For many, “Star Trek: The Next Generation” is one of the absolute best weekly episodic television series ever produced. While initially dismissed by Kirk and Spock devotees as a soulless ripoff of the original series, it quickly carved its own niche in the established universe as a dynamic, unique, and valuable addition to the Trek mythology that really hasn’t been duplicated in the franchise. While every subsequent series has its fans (some with less than others), nobody can deny the stratospheric heights enjoyed by “TNG” on both the fronts of overall popularity and critical acclaim.
Today, CBS released “Star Trek: The Next Generation” Season Five on the high definition Blu-ray disc format, continuing the jaw-dropping restoration work on the series by the folks at CBS Digital. The effort to bring “TNG” into the HD realm is truly unprecedented: since each episode was shot on 35mm film stock and then transferred to video for post-production, using the videotape masters was simply not an option to upscale to the scrutiny of 1080p resolution. So, although daunting and expensive, the team at CBS Digital dove into thousands upon thousands of reels of the film on which the series was shot and digitally restored it into high definition. Then, all of the individual elements including model shots with effects, audio, and music are recomposited into new HD-worthy products, and visual effects like phasers and torpedoes are recreated using digital technology. The short of it is that every single episode has to be reconstructed from scratch in order to truly and correctly enter high definition, and the result is nothing short of glorious.
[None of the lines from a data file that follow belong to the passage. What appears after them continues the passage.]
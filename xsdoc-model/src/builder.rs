//! Recursive construction of the item tree.
//!
//! [`BuildContext`] carries the state shared by one layout construction:
//! the item arena, the numbering counter, the first item declared with each
//! expanded type, and the type tables.

use crate::annotation::apply_annotation;
use crate::conventions::Conventions;
use crate::error::{ModelError, Result};
use crate::item::{Category, ItemId, SchemaItem};
use crate::restriction::analyze_restrictions;
use std::collections::HashMap;
use tracing::{debug, trace};
use xsdoc_schema::{NodeKind, SchemaNode, TypeTable};

/// State of one layout construction.
#[derive(Debug)]
pub struct BuildContext<'a> {
    short_code: String,
    items: Vec<SchemaItem>,
    next_number: u32,
    first_occurrence_by_type: HashMap<String, ItemId>,
    local_types: &'a TypeTable,
    global_types: &'a TypeTable,
    conventions: &'a Conventions,
}

impl<'a> BuildContext<'a> {
    /// Creates a context for the layout identified by `code` (e.g. `S-1000`).
    #[must_use]
    pub fn new(
        code: &str,
        local_types: &'a TypeTable,
        global_types: &'a TypeTable,
        conventions: &'a Conventions,
    ) -> Self {
        Self {
            short_code: code.chars().skip(2).collect(),
            items: Vec::new(),
            next_number: 1,
            first_occurrence_by_type: HashMap::new(),
            local_types,
            global_types,
            conventions,
        }
    }

    /// Builds the item declared by `node` and, recursively, its descendants.
    ///
    /// # Errors
    /// Returns the first error met anywhere in the subtree.
    pub fn build_item(
        &mut self,
        node: &'a SchemaNode,
        level: u32,
        parent: Option<ItemId>,
    ) -> Result<ItemId> {
        let name = node.name().ok_or_else(|| {
            let context = parent.map(|p| self.items[p.0].path.clone()).unwrap_or_default();
            ModelError::integrity(context, format!("{} declaration without a name", node.tag))
        })?;
        let id = self.allocate(name, level, parent);
        let scalar_category = if node.kind == NodeKind::Attribute {
            Category::Attribute
        } else {
            Category::Element
        };

        let definition = match node.attr("type") {
            Some(type_name) => self.apply_declared_type(id, type_name, scalar_category, level)?,
            None => {
                let inline = node.child(&NodeKind::SimpleType);
                if inline.is_some() {
                    self.items[id.0].category = Category::Element;
                }
                inline
            }
        };

        let parent_category = parent.map(|p| self.items[p.0].category);
        analyze_restrictions(
            &mut self.items[id.0],
            parent_category,
            node,
            definition,
            self.global_types,
            self.conventions,
        )?;

        for child in &node.children {
            match child.kind {
                NodeKind::SimpleType => {
                    let item = &mut self.items[id.0];
                    item.category = scalar_category;
                    apply_annotation(item, child);
                }
                NodeKind::Annotation => apply_annotation(&mut self.items[id.0], node),
                NodeKind::ComplexType => self.expand(id, child, level)?,
                _ => {}
            }
        }

        Ok(id)
    }

    /// Resolves a declared type, expanding composite types in place.
    ///
    /// Returns the type's definition when it was looked up.
    fn apply_declared_type(
        &mut self,
        id: ItemId,
        type_name: &str,
        scalar_category: Category,
        level: u32,
    ) -> Result<Option<&'a SchemaNode>> {
        self.items[id.0].type_name = Some(type_name.to_string());

        let definition = if self.conventions.requires_lookup(type_name) {
            Some(self.lookup_type(type_name, id)?)
        } else {
            None
        };

        if self.conventions.is_expanded(type_name) {
            match self.first_occurrence_by_type.get(type_name) {
                Some(&first) => {
                    debug!(
                        path = %self.items[id.0].path,
                        type_name,
                        "repeated type, referencing first occurrence"
                    );
                    self.items[id.0].reference = Some(first);
                }
                None => {
                    self.first_occurrence_by_type
                        .insert(type_name.to_string(), id);
                }
            }
            if let Some(definition) = definition {
                self.expand(id, definition, level)?;
            }
        } else if self.conventions.is_scalar(type_name) {
            self.items[id.0].category = scalar_category;
        }

        if let Some(definition) = definition {
            apply_annotation(&mut self.items[id.0], definition);
        }
        Ok(definition)
    }

    /// Expands a complex type or compositor into children of `id`.
    fn expand(&mut self, id: ItemId, node: &'a SchemaNode, level: u32) -> Result<()> {
        match node.kind {
            NodeKind::ComplexType => {
                if let Some(attribute) = node.child(&NodeKind::Attribute) {
                    let child = self.build_item(attribute, level + 1, Some(id))?;
                    self.items[id.0].children.push(child);
                }
                for child in &node.children {
                    match child.kind {
                        NodeKind::Annotation => apply_annotation(&mut self.items[id.0], node),
                        NodeKind::Sequence | NodeKind::Choice => self.expand(id, child, level)?,
                        _ => {}
                    }
                }
            }
            NodeKind::Sequence | NodeKind::Choice => {
                if node.kind == NodeKind::Choice {
                    self.items[id.0].category = Category::Choice;
                }
                for child in &node.children {
                    if child.has_attr("ref") {
                        continue;
                    }
                    match child.kind {
                        NodeKind::Choice => self.expand(id, child, level)?,
                        NodeKind::Element => {
                            let built = self.build_item(child, level + 1, Some(id))?;
                            self.items[id.0].children.push(built);
                        }
                        _ => {}
                    }
                }
            }
            _ => {}
        }
        Ok(())
    }

    /// Looks a type up in the local table, then in the global one.
    fn lookup_type(&self, type_name: &str, id: ItemId) -> Result<&'a SchemaNode> {
        let local: &'a TypeTable = self.local_types;
        let global: &'a TypeTable = self.global_types;
        local
            .get(type_name)
            .or_else(|| global.get(type_name))
            .ok_or_else(|| ModelError::type_not_found(type_name, &self.items[id.0].path))
    }

    /// Appends a new item, assigning its number and path.
    fn allocate(&mut self, name: &str, level: u32, parent: Option<ItemId>) -> ItemId {
        let id = ItemId(self.items.len());
        let mut item = SchemaItem::new(id, name, level, self.next_number);
        self.next_number += 1;

        item.parent = parent;
        item.path = match (level, parent) {
            (1, _) | (_, None) => format!("{}_{name}", self.short_code),
            (2, _) => self.short_code.clone(),
            (_, Some(p)) => format!("{}_{name}", self.items[p.0].path),
        };
        if level == 1 {
            item.description_lines = vec![name.to_string()];
            item.description_seeded = true;
        }

        trace!(path = %item.path, numbering = item.numbering, "item allocated");
        self.items.push(item);
        id
    }

    /// Consumes the context, returning the arena and the first-occurrence map.
    #[must_use]
    pub fn finish(self) -> (Vec<SchemaItem>, HashMap<String, ItemId>) {
        (self.items, self.first_occurrence_by_type)
    }
}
If you’ve been picking up the season sets, you likely didn’t need me telling you why they’re great: you can experience it for yourself. I’m one of those devoted Trek fans that happens to believe that “TNG” is a show that got better with every season, so picking only five episodes to call the best of this season was no easy task. If you plan on picking up this Blu-ray set and experiencing this season again (or for the first time) – in HD, no less – here are what I believe to be the five best episodes of the monumental series’ fifth season.
5) “The First Duty”
“The First Duty” presented a pivotal moment in my formative years, because it teaches an extraordinarily important message to anyone who’s yet to learn the value of the truth. When Wesley Crusher is involved in a training accident as part of Starfleet Academy’s hotshot pilots from Nova Squadron, a fellow cadet is dead and the other squad members are a little too silent about the circumstances that led them to a formal inquiry by academy administrators. Coinciding with a visit the Enterprise has made to Earth, the crew is more than willing to come to the defense of one of their own in Mr. Crusher, until it becomes clear to Captain Picard that the once promising young cadet might be willfully participating in a lie.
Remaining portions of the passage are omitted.